In this work, we propose sub-character tokenization and conduct comprehensive experiments to illustrate its advantage over existing tokenization methods. Compared to treating each individual character as a token (CharTokenizer) or directly running sub-word tokenization on the raw Chinese text (sub-word tokenizer), our SubChar tokenizers not only perform competitively on downstream NLU tasks, but, more importantly, they can be much more efficient and robust. We conduct a series of ablation and analysis to understand the reasons why SubChar tokenizers are more efficient, as well as the impact of linguistic and non-linguistic encoding. Given the advantages of our SubChar tokenizers, we believe that they are better alternatives to all existing Chinese tokenizers, especially in applications where efficiency and robustness are critical. It is possible that our approach can be useful for other morphologically poor languages and more complicated methods could be developed based on SubChar tokenization for even better performance. We leave these interesting directions for future exploration. On a broader level, our work makes an important attempt in developing more tailored methods for a language drastically different from English with promising results. We believe that this is a crucial future direction for the community given the language diversity in the world. We hope that our work can inspire more such work in order to benefit language technology users from different countries and cultures.

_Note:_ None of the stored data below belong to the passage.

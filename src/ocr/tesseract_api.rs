// libtesseract backend

use super::{OcrBackend, OcrFragment, script::{self, Script}, tsv};
use anyhow::{Context, Result, anyhow};
use image::{DynamicImage, ImageFormat};
use log::{info, warn};
use std::{io::Cursor, sync::Mutex};
use tesseract::Tesseract;

/// The API handle is only ever touched behind the mutex
struct ApiHandle(Tesseract);

unsafe impl Send for ApiHandle {}

/// Keeps one initialized tesseract API handle for the life of the process
pub struct TesseractApiBackend {
    name: String,
    scripts: Vec<Script>,
    languages: String,
    tessdata_dir: Option<String>,
    api: Mutex<Option<ApiHandle>>,
}

impl TesseractApiBackend {
    pub fn new(name: &str, scripts: &[Script], tessdata_dir: Option<&str>) -> Result<Self> {
        if scripts.is_empty() {
            anyhow::bail!("OCR backend '{}' has no scripts configured", name);
        }

        let languages = script::tesseract_languages(scripts);
        let api = init_api(tessdata_dir, &languages)?;
        info!("OCR backend '{}' ready (libtesseract {})", name, languages);

        Ok(Self {
            name: name.to_string(),
            scripts: scripts.to_vec(),
            languages,
            tessdata_dir: tessdata_dir.map(str::to_string),
            api: Mutex::new(Some(ApiHandle(api))),
        })
    }
}

fn init_api(tessdata_dir: Option<&str>, languages: &str) -> Result<Tesseract> {
    Tesseract::new(tessdata_dir, Some(languages))
        .map_err(|e| anyhow!("failed to initialize tesseract for '{}': {:?}", languages, e))
}

impl OcrBackend for TesseractApiBackend {
    fn name(&self) -> &str {
        &self.name
    }

    fn recognize(&self, img: &DynamicImage) -> Result<Vec<OcrFragment>> {
        let mut png = Vec::new();
        img.write_to(&mut Cursor::new(&mut png), ImageFormat::Png)
            .context("failed to encode image for tesseract")?;

        let mut guard = self
            .api
            .lock()
            .map_err(|_| anyhow!("tesseract handle poisoned"))?;

        // A failed call consumes the handle, so it is rebuilt here
        let api = match guard.take() {
            Some(handle) => handle.0,
            None => {
                warn!("Re-initializing tesseract for backend '{}'", self.name);
                init_api(self.tessdata_dir.as_deref(), &self.languages)?
            }
        };

        let mut api = api
            .set_image_from_mem(&png)
            .map_err(|e| anyhow!("tesseract rejected image: {:?}", e))?
            .recognize()
            .map_err(|e| anyhow!("tesseract recognition failed: {:?}", e))?;
        let tsv = api
            .get_tsv_text(0)
            .map_err(|e| anyhow!("tesseract TSV output failed: {:?}", e))?;

        *guard = Some(ApiHandle(api));
        Ok(tsv::parse_fragments(&tsv, &self.scripts))
    }
}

Our experiments are focused on natural language understanding tasks. We recognize that adapting our SubChar tokenization to language generation tasks might require additional efforts, for example, we may want to avoid cases of predicting sub-character tokens that do not form complete characters. Also, evaluating the robustness of language generation models on real-world input noises may require additional benchmarks beyond those used in this paper. We leave such exploration as an interesting direction for future work.

Another limitation is that our method is designed specifically for the Chinese language. While we hypothesize that our method can also bring benefits to other languages with ideographic symbols, such as Kanji in Japanese, we leave such investigation to future work.

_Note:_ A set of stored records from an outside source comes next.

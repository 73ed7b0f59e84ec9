// Fallback OCR engine wrapper

use super::{OcrBackend, OcrFragment};
use anyhow::{Context, Result, anyhow};
use image::DynamicImage;
use log::{debug, warn};
use std::{
    sync::{
        Arc,
        mpsc::{self, RecvTimeoutError},
    },
    thread,
    time::{Duration, Instant},
};

/// Wrapper that combines a primary OCR backend with a fallback
///
/// The fallback is exclusive: its fragments replace the primary's, they are
/// never merged. `extract` does not fail; errors end up in the log.
pub struct FallbackOcrEngine {
    primary: Arc<dyn OcrBackend>,
    fallback: Arc<dyn OcrBackend>,
    timeout: Option<Duration>,
}

impl FallbackOcrEngine {
    pub fn new(primary: Arc<dyn OcrBackend>, fallback: Arc<dyn OcrBackend>) -> Self {
        Self {
            primary,
            fallback,
            timeout: None,
        }
    }

    /// Bound every backend call. `None` waits indefinitely.
    pub fn with_timeout(mut self, timeout: Option<Duration>) -> Self {
        self.timeout = timeout;
        self
    }

    /// Extract text fragments from a decoded image
    pub fn extract(&self, img: DynamicImage) -> Vec<OcrFragment> {
        let img = Arc::new(img);

        // Try primary backend first
        match self.run_backend(&self.primary, &img) {
            Ok(fragments) if !fragments.is_empty() => return fragments,
            Ok(_) => debug!(
                "OCR backend '{}' found no text, trying '{}'",
                self.primary.name(),
                self.fallback.name()
            ),
            Err(e) => warn!(
                "OCR backend '{}' failed: {:#}. Trying '{}'",
                self.primary.name(),
                e,
                self.fallback.name()
            ),
        }

        match self.run_backend(&self.fallback, &img) {
            Ok(fragments) => fragments,
            Err(e) => {
                warn!("OCR backend '{}' failed: {:#}", self.fallback.name(), e);
                Vec::new()
            }
        }
    }

    /// Run one backend on a worker thread so that a hung or panicking
    /// backend turns into an error instead of blocking the caller.
    fn run_backend(
        &self,
        backend: &Arc<dyn OcrBackend>,
        img: &Arc<DynamicImage>,
    ) -> Result<Vec<OcrFragment>> {
        let (tx, rx) = mpsc::channel();
        let worker_backend = Arc::clone(backend);
        let worker_img = Arc::clone(img);

        let now = Instant::now();
        thread::Builder::new()
            .name(format!("ocr-{}", backend.name()))
            .spawn(move || {
                // Receiver may be gone after a timeout
                let _ = tx.send(worker_backend.recognize(&worker_img));
            })
            .context("failed to spawn OCR worker thread")?;

        let result = match self.timeout {
            Some(limit) => rx.recv_timeout(limit).map_err(|e| match e {
                RecvTimeoutError::Timeout => {
                    // The worker is abandoned, its backend work must not
                    // overlap with the next backend
                    backend.cancel();
                    anyhow!("timed out after {:?}", limit)
                }
                RecvTimeoutError::Disconnected => anyhow!("worker stopped without a result"),
            })?,
            None => rx
                .recv()
                .map_err(|_| anyhow!("worker stopped without a result"))?,
        };

        debug!(
            "OCR backend '{}' finished in {:?}",
            backend.name(),
            now.elapsed()
        );
        result
    }
}
pub mod consts {
    use crate::ocr::script::Script;

    pub const DEFAULT_CONFIG_PATH: &str = "fakenews_ocr.toml";
    pub const DEFAULT_MODEL_PATH: &str = "models/fake_news_model.json";
    pub const DEFAULT_RESULTS_PATH: &str = "results/predictions.csv";
    pub const DEFAULT_BACKEND_TIMEOUT_SECS: u64 = 120;
    pub const DEFAULT_TESSERACT_BIN: &str = "tesseract";

    /// Telugu reader is tried first, Hindi second.
    pub const PRIMARY_SCRIPTS: [Script; 2] = [Script::Telugu, Script::Latin];
    pub const SECONDARY_SCRIPTS: [Script; 2] = [Script::Devanagari, Script::Latin];

    pub const UNKNOWN_LANGUAGE: &str = "unknown";

    pub const LABEL_REAL: &str = "Real";
    pub const LABEL_FAKE: &str = "Fake";
    pub const HEURISTIC_KEYWORD: &str = "news";

    pub const RESULT_COLUMNS: [&str; 4] = [
        "image_path",
        "language_detected",
        "extracted_text",
        "prediction",
    ];

    /// Raster formats accepted as input images
    pub const SUPPORTED_FORMATS: [image::ImageFormat; 3] = [
        image::ImageFormat::Png,
        image::ImageFormat::Jpeg,
        image::ImageFormat::Bmp,
    ];
}

pub mod classifier;
pub mod config;
pub mod ocr;
pub mod pipeline;
pub mod store;
pub mod text;

pub use classifier::{Classifier, ClassifierWrapper};
pub use ocr::{FallbackOcrEngine, OcrBackend, OcrFragment};
pub use pipeline::{ImageSource, Pipeline, PipelineError};
pub use store::{ClassificationRecord, ResultStore, StoreError};
pub use text::{ExtractionResult, assemble};
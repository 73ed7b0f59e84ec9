// Fake/real text classifiers

use log::{info, warn};
use std::path::Path;

use crate::consts::{HEURISTIC_KEYWORD, LABEL_FAKE, LABEL_REAL};

pub mod artifact;

pub use artifact::{ArtifactClassifier, ArtifactError};

/// Trait for anything that labels extracted text
pub trait Classifier {
    fn predict(&self, text: &str) -> String;
}

/// Keyword rule used when no trained model is available.
/// Not meant for production use.
#[derive(Debug, Clone, Copy, Default)]
pub struct HeuristicClassifier;

impl Classifier for HeuristicClassifier {
    fn predict(&self, text: &str) -> String {
        if text.to_lowercase().contains(HEURISTIC_KEYWORD) {
            LABEL_REAL.to_string()
        } else {
            LABEL_FAKE.to_string()
        }
    }
}

/// The classifier variant picked at startup
#[derive(Debug)]
pub enum ClassifierWrapper {
    Artifact(ArtifactClassifier),
    Heuristic(HeuristicClassifier),
}

impl Classifier for ClassifierWrapper {
    fn predict(&self, text: &str) -> String {
        match self {
            ClassifierWrapper::Artifact(classifier) => classifier.predict(text),
            ClassifierWrapper::Heuristic(classifier) => classifier.predict(text),
        }
    }
}

/// Outcome of [`select_classifier`]
#[derive(Debug)]
pub struct ClassifierSelection {
    pub classifier: ClassifierWrapper,
    /// Set when the heuristic had to stand in for a missing artifact
    pub warning: Option<String>,
}

/// Load the artifact at `model_path`, or fall back to the heuristic when
/// nothing exists there. An artifact that exists but cannot be loaded is an
/// error.
pub fn select_classifier(model_path: &Path) -> Result<ClassifierSelection, ArtifactError> {
    if !model_path.exists() {
        let message = format!(
            "Model not found at {}. Using keyword heuristic for testing.",
            model_path.display()
        );
        warn!("{}", message);
        return Ok(ClassifierSelection {
            classifier: ClassifierWrapper::Heuristic(HeuristicClassifier),
            warning: Some(message),
        });
    }

    let classifier = ArtifactClassifier::load(model_path)?;
    info!(
        "Loaded classifier from {} (labels: {})",
        model_path.display(),
        classifier.labels().join(", ")
    );
    Ok(ClassifierSelection {
        classifier: ClassifierWrapper::Artifact(classifier),
        warning: None,
    })
}

#[cfg(test)]
mod tests {
    use super::*;

    #[test]
    fn heuristic_matches_news_case_insensitively() {
        let classifier = HeuristicClassifier;
        assert_eq!(classifier.predict("Breaking NEWS today"), "Real");
        assert_eq!(classifier.predict("newsletter"), "Real");
        assert_eq!(classifier.predict("random text"), "Fake");
        assert_eq!(classifier.predict(""), "Fake");
    }

    #[test]
    fn missing_artifact_selects_heuristic_with_warning() {
        let dir = tempfile::tempdir().unwrap();
        let selection = select_classifier(&dir.path().join("absent.json")).unwrap();

        assert!(matches!(selection.classifier, ClassifierWrapper::Heuristic(_)));
        let warning = selection.warning.expect("a warning should be reported");
        assert!(warning.contains("absent.json"));
        assert_eq!(selection.classifier.predict("daily news"), "Real");
    }

    #[test]
    fn present_artifact_is_loaded() {
        let dir = tempfile::tempdir().unwrap();
        let path = dir.path().join("model.json");
        std::fs::write(
            &path,
            r#"{"labels": ["Real", "Fake"], "intercepts": [0.0, 0.5], "weights": {"official": [2.0, 0.0]}}"#,
        )
        .unwrap();

        let selection = select_classifier(&path).unwrap();

        assert!(matches!(selection.classifier, ClassifierWrapper::Artifact(_)));
        assert!(selection.warning.is_none());
        assert_eq!(selection.classifier.predict("official statement"), "Real");
        assert_eq!(selection.classifier.predict("news"), "Fake");
    }

    #[test]
    fn corrupt_artifact_is_an_error() {
        let dir = tempfile::tempdir().unwrap();
        let path = dir.path().join("model.json");
        std::fs::write(&path, "not json").unwrap();

        assert!(matches!(
            select_classifier(&path),
            Err(ArtifactError::Parse { .. })
        ));
    }
}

We expect our work to have a positive impact on the society. Firstly, we addressed the practical problem of handling input with real-world noises. Such noisy settings are very common in real-life applications. Our method, along with the evaluation framework, can help make language technologies more robust and reliable in real-world applications, especially for Chinese users. Secondly, we addressed the efficiency concern of large language models by significantly reducing both and training and inference time. This not only reduces the latency of these models in real-world applications, but, more importantly, helps reduce the environmental costs of using these large language models, moving further towards Green AI. All of our code and models are released with proper documentation in order to better facilitate the adoption of our work in a wide range of research and industrial applications.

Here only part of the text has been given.